Quote:About Antialiasing itself, I think I'm gonna google myself some content to read, I really want to learn more about this matter
Go in chronilogical order. Older methods of AA are usually the simplest, newer methods are usually more complex. Each generation sacrifices some quality for much better efficiency (ratio of quality improvement to performance hit). To me older games running at a high resolution with SSAA, proper texture filtering, and v-sync look way better than modern games running without these things. I can't stand playing games without SSAA to the point where I will lower the in-game settings (except resolution and texture quality) down to the minimum just to be able to play the game with SSAA at an acceptable framerate. Once you start using it with everything and getting used to it you can never go back to MSAA.
SSAA is the oldest and simplest method (at least when you're talking exclusively about video games and nothing else).
Then they figured out how to remove geometry aliasing without having to render any additional pixels. Which is MSAA, phenomenally more complex.
Then they figured out how to remove aliasing on a 2D bitmap that was already rendered (post-processing AA, such as MLAA or FXAA). This is phenomenally more complex than MSAA. This is where we are at right now. The only real reason this is becoming popular is because game developers are beginning to design rendering engines so complex that they can't get MSAA to work with their engines.
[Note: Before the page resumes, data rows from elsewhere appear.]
impl Iterator for RecordIter<'_> {
    type Item = Result<LazyRecord>;

    fn next(&mut self) -> Option<Self::Item> {
        if self.index >= self.reader.len() {
            return None;
        }
        let result = match &self.reader.source {
            Source::Mmap(_) => self.reader.get(self.index),
            Source::File(file) => self.next_from_file(file),
        };
        self.index += 1;
        Some(result)
    }
}

impl RecordIter<'_> {
    fn next_from_file(&mut self, file: &Mutex<File>) -> Result<LazyRecord> {
        let pos = match self.file_pos {
            Some(pos) => pos,
            None => self.reader.offset_at(0)?,
        };
        let mut guard = file.lock().unwrap_or_else(|poisoned| poisoned.into_inner());
        guard.seek(SeekFrom::Start(pos))?;
        let mut line = Vec::new();
        BufReader::new(&mut *guard).read_until(b'\n', &mut line)?;
        drop(guard);
        if line.is_empty() {
            return Err(ShardsetError::Format(format!(
                "unexpected end of shard body at record {}",
                self.index
            )));
        }
        self.file_pos = Some(pos + line.len() as u64);
        let wire = parse_wire(&line, self.index)?;
        Ok(LazyRecord::from_wire(wire, self.reader.ctx.clone()))
    }
}

fn parse_wire(bytes: &[u8], index: usize) -> Result<JsonMap<String, JsonValue>> {
    let parsed: JsonValue = serde_json::from_slice(bytes)
        .map_err(|e| ShardsetError::Format(format!("unparsable record {index}: {e}")))?;
    match parsed {
        JsonValue::Object(map) => Ok(map),
        _ => Err(ShardsetError::Format(format!(
            "record {index} is not an object"
        ))),
    }
}

/// Locates the footer by reading a fixed-size tail and scanning backward for
/// the last newline-delimited line, growing the window only if no newline is
/// found.
fn read_footer_offset(file: &mut File, file_len: u64) -> Result<u64> {
    let mut window = TAIL_WINDOW;
    loop {
        let start = file_len.saturating_sub(window);
        file.seek(SeekFrom::Start(start))?;
        let mut buf = Vec::with_capacity((file_len - start) as usize);
        file.read_to_end(&mut buf)?;

        let content_end = buf
            .iter()
            .rposition(|&b| !b.is_ascii_whitespace())
            .map(|p| p + 1);
        let Some(content_end) = content_end else {
            if start == 0 {
                return Err(ShardsetError::Format("missing footer offset line".into()));
            }
            window *= 4;
            continue;
        };
        let tail = &buf[..content_end];
        if let Some(pos) = tail.iter().rposition(|&b| b == b'\n') {
            return parse_offset_line(&tail[pos + 1..]);
        }
        if start == 0 {
            return parse_offset_line(tail);
        }
        window *= 4;
    }
}

fn parse_offset_line(bytes: &[u8]) -> Result<u64> {
    std::str::from_utf8(bytes)
        .ok()
        .and_then(|s| s.trim().parse::<u64>().ok())
        .ok_or_else(|| ShardsetError::Format("unparsable footer offset line".into()))
}

fn read_line_at(file: &mut File, offset: u64) -> Result<Vec<u8>> {
    file.seek(SeekFrom::Start(offset))?;
    let mut line = Vec::new();
    BufReader::new(file).read_until(b'\n', &mut line)?;
    Ok(line)
}

/// Materializes the offset index from its footer location.
///
/// A sidecar-backed index (`...bin`) is mapped directly — sidecar storage is
/// used specifically to skip the decode step on this hot path. An inline
/// index is text-decoded and decompressed; the terminal `npy` stage of an
/// index denotes a bare little-endian `u64` buffer, not an NPY container.
fn resolve_index(
    footer: &Footer,
    registry: &Arc<CodecRegistry>,
    sidecar_path: &Path,
    mmap_mode: bool,
    file_len: u64,
) -> Result<OffsetIndex> {
    let parts = footer.index_extensions();
    let chain = format::parse_transforms(&footer.index_key, &parts, registry)?;

    if matches!(chain.last(), Some(Transform::Sidecar)) {
        if chain.iter().any(|t| matches!(t, Transform::Compress(_))) {
            return Err(ShardsetError::Format(
                "compressed sidecar-backed index is not supported".into(),
            ));
        }
        let reference = SidecarRef::from_json(&footer.index_key, &footer.index_value)?;
        let file = File::open(sidecar_path).map_err(|e| {
            ShardsetError::Format(format!(
                "cannot open sidecar '{}' for index: {e}",
                sidecar_path.display()
            ))
        })?;
        // Safety: same single-writer contract as the body map.
        #[allow(unsafe_code)]
        let map = unsafe { Mmap::map(&file)? };
        let start = reference.offset as usize;
        let length = reference.length as usize;
        if start + length > map.len() || length % 8 != 0 {
            return Err(ShardsetError::Format(format!(
                "sidecar index region {start}..{} invalid for sidecar of {} bytes",
                start + length,
                map.len()
            )));
        }
        return validated(
            OffsetIndex::Mapped {
                map,
                start,
                count: length / 8,
                _backing: Some(file),
            },
            file_len,
        );
    }

    let text = footer.index_value.as_str().ok_or_else(|| {
        ShardsetError::Format(format!(
            "expected encoded string for key '{}'",
            footer.index_key
        ))
    })?;
    let mut data = footer.encoding.decode(text)?;
    for transform in chain.iter().rev() {
        match transform {
            Transform::Compress(ext) => {
                data = registry.get(ext)?.decompress(&data).map_err(|e| {
                    ShardsetError::Codec(format!("{e} for key '{}'", footer.index_key))
                })?;
            }
            Transform::Type(TypeTag::Npy) => break,
            _ => {
                return Err(ShardsetError::Format(format!(
                    "unsupported index extension chain '{}'",
                    footer.index_key
                )));
            }
        }
    }
    if data.len() % 8 != 0 {
        return Err(ShardsetError::Format(format!(
            "index buffer of {} bytes is not a u64 array",
            data.len()
        )));
    }

    let index = if mmap_mode {
        let mut tmp = tempfile::tempfile()?;
        tmp.write_all(&data)?;
        tmp.flush()?;
        // Safety: the temporary file is owned by this process alone.
        #[allow(unsafe_code)]
        let map = unsafe { Mmap::map(&tmp)? };
        OffsetIndex::Mapped {
            map,
            start: 0,
            count: data.len() / 8,
            _backing: Some(tmp),
        }
    } else {
        OffsetIndex::InMemory(
            data.chunks_exact(8)
                .map(|b| u64::from_le_bytes([b[0], b[1], b[2], b[3], b[4], b[5], b[6], b[7]]))
                .collect(),
        )
    };
    validated(index, file_len)
}

fn validated(index: OffsetIndex, file_len: u64) -> Result<OffsetIndex> {
    let count = index.len();
    if count > 0 {
        let first = index.get(0).unwrap_or(u64::MAX);
        let last = index.get(count - 1).unwrap_or(u64::MAX);
        if first > last || last > file_len {
            return Err(ShardsetError::Format(format!(
                "index offsets {first}..{last} exceed shard of {file_len} bytes"
            )));
        }
    }
    Ok(index)
}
So they need a method of AA that can run after the image has been rendered instead of being part of the rendering process.
When SSAA in the d3d9 plugin broke and I started talking a lot with neobrain about how it worked and how he might be able to fix it it got me interested in how various methods of AA worked. For months I read and read and read. The hardest thing to understand was how MSAA worked. That took a solid month by itself. I read so many articles on it but I could never understand what they were saying. This is because you have to already understand how 3D rasterization works. If you don't understand the process that video games use to render images to begin with you will never be able to make sense of how MSAA fits into it. This is because unlike SSAA, the process of MSAA is extremely difficult to visualize in my opinion. After this period of time I felt I had gained so much knowledge about it and the articles I had read were so poorly written I felt that I could do better. I started a section on my site but lost interest after only two days. I finished the template but barely had time to write any content, it takes forever:
http://naturalviolence.webs.com/aa.htm
It would take me weeks to make it and actually explain how everything works rather than just taking the shallow approach that everyone else takes. And I still don't understand how the post-processing methods work yet so I would have to just post links to scholarly articles about them (none of which I can make sense of when I try to read them). I just don't have the motivation for that.
But you've sparked my interest a bit so maybe I'll start here and start copying it into the sections in my site.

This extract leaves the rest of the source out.